* PROBLEM REQUIREMENTS
Lines to restate from the data below: from the one containing "use tower::util::ServiceExt;" to the one containing "fn request(method: &str, uri: &str, body: Option<Value>)", both included. Give them again exactly, and only them.

Saved data entries
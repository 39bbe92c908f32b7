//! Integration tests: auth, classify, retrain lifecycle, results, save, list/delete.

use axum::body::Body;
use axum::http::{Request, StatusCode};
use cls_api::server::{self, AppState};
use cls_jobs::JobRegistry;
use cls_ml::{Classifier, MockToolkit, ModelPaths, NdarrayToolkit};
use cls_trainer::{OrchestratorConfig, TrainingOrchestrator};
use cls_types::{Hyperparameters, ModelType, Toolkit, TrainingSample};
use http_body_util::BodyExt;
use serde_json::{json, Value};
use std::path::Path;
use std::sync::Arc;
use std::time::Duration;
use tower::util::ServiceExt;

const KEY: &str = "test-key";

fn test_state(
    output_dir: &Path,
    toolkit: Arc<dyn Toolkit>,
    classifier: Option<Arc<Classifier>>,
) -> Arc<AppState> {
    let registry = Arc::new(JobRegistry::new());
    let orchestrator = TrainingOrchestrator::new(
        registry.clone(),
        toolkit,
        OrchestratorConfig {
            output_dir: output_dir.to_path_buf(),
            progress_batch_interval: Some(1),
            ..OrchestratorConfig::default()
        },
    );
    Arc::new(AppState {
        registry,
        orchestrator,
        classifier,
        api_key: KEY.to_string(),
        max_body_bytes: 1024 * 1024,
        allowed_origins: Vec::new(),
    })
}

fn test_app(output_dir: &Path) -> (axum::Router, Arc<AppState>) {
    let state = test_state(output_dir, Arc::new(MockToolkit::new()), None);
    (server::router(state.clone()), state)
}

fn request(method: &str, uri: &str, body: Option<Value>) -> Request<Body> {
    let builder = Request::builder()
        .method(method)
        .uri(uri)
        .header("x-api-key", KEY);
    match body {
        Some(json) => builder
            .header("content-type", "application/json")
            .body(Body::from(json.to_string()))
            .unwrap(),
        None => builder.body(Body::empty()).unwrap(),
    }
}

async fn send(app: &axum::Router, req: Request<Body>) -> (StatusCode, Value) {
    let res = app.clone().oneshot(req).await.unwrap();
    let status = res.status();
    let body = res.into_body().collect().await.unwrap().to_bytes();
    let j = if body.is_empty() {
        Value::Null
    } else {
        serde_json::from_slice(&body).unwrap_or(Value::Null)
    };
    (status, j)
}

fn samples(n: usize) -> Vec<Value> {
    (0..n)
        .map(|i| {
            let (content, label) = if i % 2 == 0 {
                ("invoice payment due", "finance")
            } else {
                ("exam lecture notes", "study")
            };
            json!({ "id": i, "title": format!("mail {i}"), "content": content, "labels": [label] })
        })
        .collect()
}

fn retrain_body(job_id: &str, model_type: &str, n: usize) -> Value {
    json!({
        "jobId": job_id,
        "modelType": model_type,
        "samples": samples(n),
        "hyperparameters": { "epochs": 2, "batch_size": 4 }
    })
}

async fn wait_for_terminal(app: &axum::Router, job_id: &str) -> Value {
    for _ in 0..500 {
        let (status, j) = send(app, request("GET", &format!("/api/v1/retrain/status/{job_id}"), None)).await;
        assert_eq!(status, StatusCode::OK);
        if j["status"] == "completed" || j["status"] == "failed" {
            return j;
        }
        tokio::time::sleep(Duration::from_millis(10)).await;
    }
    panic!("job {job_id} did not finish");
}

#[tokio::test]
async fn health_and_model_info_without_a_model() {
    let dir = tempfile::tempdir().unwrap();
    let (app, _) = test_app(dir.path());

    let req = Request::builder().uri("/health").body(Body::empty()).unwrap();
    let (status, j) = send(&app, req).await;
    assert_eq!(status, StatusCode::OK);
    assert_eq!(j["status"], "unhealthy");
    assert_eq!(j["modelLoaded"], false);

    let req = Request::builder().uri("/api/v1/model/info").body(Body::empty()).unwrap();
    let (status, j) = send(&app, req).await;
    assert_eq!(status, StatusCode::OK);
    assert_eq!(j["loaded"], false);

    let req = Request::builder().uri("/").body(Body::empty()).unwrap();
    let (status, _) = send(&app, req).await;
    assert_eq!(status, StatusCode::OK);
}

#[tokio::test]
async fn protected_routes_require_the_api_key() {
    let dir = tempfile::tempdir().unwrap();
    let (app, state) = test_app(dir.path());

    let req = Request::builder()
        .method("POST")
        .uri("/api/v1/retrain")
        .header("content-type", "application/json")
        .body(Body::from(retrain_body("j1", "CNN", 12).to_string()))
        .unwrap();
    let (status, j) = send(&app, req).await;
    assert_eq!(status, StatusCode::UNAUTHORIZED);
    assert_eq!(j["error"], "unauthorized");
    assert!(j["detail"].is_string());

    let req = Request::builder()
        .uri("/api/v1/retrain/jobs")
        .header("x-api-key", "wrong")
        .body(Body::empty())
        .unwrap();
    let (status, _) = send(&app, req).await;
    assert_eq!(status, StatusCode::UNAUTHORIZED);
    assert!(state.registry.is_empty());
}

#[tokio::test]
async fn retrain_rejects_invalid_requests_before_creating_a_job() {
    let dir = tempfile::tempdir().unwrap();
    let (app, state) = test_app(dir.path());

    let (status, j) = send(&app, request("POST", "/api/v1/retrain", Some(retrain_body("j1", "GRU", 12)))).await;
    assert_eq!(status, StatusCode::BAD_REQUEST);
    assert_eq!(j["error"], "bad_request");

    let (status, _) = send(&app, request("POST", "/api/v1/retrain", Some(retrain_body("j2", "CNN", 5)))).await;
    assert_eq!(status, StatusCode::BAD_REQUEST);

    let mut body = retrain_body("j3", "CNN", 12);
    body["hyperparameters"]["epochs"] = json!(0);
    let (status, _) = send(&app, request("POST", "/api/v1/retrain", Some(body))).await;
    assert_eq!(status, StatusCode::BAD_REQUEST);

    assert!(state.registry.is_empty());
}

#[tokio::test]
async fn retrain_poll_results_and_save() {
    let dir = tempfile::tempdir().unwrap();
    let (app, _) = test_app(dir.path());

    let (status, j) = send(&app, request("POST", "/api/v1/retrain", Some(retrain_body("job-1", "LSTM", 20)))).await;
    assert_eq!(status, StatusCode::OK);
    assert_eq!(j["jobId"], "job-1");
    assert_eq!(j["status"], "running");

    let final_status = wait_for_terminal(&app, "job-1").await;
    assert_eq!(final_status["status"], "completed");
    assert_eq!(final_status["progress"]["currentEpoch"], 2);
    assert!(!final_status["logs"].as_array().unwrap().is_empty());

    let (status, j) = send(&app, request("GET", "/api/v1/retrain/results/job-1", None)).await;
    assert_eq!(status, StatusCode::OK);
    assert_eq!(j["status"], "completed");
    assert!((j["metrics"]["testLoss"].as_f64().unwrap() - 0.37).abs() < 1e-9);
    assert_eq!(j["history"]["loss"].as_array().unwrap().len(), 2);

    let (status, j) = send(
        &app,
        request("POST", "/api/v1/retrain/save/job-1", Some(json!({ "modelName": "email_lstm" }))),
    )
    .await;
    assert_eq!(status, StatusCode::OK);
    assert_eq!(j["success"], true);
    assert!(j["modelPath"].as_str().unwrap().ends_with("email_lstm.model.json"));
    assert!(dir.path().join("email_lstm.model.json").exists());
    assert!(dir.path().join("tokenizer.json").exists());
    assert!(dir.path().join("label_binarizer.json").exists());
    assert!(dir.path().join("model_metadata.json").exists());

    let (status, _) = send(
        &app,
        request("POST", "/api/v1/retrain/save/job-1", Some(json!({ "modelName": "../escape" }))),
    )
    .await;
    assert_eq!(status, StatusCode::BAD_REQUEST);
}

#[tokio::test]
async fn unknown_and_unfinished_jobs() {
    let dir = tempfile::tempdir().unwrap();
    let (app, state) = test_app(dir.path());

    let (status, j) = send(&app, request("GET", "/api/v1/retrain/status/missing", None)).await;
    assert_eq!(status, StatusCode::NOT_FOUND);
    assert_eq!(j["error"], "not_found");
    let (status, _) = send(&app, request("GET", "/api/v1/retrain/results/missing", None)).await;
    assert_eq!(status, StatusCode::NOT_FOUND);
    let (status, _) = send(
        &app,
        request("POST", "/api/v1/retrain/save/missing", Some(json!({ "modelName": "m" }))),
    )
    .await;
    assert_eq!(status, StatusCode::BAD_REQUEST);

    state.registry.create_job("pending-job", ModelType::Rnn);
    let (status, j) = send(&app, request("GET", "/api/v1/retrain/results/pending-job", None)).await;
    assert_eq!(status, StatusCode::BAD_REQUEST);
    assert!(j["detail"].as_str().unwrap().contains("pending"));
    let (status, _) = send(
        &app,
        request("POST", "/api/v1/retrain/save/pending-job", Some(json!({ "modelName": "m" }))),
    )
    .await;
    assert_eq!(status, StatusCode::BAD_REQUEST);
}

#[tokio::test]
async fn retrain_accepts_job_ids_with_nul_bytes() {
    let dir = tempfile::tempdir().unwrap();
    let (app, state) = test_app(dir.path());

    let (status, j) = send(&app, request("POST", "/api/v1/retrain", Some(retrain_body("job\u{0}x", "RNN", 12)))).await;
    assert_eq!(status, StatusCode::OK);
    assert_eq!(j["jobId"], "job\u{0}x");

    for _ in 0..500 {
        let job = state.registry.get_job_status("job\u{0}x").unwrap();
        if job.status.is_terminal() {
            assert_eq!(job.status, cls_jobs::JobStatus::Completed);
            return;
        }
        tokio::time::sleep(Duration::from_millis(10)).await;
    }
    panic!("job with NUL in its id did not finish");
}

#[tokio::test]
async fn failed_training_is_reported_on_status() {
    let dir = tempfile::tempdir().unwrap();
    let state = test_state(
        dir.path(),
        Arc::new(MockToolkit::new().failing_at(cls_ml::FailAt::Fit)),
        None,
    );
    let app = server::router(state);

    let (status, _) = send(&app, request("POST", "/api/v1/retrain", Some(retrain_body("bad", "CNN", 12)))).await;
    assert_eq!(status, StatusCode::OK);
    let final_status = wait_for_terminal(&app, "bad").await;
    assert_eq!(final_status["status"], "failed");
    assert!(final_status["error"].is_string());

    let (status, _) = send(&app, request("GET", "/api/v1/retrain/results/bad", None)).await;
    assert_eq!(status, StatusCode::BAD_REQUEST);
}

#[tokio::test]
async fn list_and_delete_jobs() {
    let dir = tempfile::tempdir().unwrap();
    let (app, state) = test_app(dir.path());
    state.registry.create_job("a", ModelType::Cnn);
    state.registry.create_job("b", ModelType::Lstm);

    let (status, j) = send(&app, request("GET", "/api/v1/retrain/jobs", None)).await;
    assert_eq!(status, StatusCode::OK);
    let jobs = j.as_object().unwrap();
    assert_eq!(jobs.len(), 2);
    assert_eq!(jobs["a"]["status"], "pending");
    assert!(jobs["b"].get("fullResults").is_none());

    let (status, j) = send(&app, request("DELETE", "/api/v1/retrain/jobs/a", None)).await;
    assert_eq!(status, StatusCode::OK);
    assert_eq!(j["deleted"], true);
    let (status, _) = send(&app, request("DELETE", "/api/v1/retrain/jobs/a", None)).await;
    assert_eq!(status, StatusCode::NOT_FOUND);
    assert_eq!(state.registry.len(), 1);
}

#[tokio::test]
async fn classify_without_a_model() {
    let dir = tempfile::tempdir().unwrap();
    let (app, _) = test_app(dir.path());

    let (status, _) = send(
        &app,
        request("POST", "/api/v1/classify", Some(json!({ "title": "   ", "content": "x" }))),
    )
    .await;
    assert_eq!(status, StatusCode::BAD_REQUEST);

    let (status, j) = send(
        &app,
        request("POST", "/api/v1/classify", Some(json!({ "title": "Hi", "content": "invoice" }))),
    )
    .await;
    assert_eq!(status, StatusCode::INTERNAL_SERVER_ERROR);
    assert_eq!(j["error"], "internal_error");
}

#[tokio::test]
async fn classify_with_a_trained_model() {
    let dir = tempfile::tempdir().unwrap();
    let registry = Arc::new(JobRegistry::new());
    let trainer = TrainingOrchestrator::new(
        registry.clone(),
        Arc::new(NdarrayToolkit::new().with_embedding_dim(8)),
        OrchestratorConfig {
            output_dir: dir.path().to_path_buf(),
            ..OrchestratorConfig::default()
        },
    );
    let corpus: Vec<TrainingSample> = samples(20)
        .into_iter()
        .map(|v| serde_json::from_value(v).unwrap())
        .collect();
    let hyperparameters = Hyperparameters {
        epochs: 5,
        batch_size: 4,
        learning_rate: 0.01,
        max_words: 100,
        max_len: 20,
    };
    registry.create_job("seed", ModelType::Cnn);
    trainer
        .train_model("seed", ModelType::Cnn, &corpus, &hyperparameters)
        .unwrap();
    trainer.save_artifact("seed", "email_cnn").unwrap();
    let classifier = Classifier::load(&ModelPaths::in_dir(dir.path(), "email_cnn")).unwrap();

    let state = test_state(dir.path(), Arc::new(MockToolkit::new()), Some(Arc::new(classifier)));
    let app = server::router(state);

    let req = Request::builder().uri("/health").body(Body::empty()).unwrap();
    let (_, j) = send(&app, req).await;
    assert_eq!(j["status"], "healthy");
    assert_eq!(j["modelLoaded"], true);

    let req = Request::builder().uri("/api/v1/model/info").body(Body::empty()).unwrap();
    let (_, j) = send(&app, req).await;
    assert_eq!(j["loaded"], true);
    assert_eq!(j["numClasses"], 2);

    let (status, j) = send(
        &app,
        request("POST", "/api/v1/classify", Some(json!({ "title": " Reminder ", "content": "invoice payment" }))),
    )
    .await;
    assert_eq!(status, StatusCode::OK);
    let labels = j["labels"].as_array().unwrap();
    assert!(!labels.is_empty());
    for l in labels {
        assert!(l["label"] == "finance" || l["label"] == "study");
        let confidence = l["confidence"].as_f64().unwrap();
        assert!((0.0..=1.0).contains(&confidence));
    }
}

* REPLY TO THE TASK
use tower::util::ServiceExt;

const KEY: &str = "test-key";

fn test_state(
    output_dir: &Path,
    toolkit: Arc<dyn Toolkit>,
    classifier: Option<Arc<Classifier>>,
) -> Arc<AppState> {
    let registry = Arc::new(JobRegistry::new());
    let orchestrator = TrainingOrchestrator::new(
        registry.clone(),
        toolkit,
        OrchestratorConfig {
            output_dir: output_dir.to_path_buf(),
            progress_batch_interval: Some(1),
            ..OrchestratorConfig::default()
        },
    );
    Arc::new(AppState {
        registry,
        orchestrator,
        classifier,
        api_key: KEY.to_string(),
        max_body_bytes: 1024 * 1024,
        allowed_origins: Vec::new(),
    })
}

fn test_app(output_dir: &Path) -> (axum::Router, Arc<AppState>) {
    let state = test_state(output_dir, Arc::new(MockToolkit::new()), None);
    (server::router(state.clone()), state)
}

fn request(method: &str, uri: &str, body: Option<Value>) -> Request<Body> {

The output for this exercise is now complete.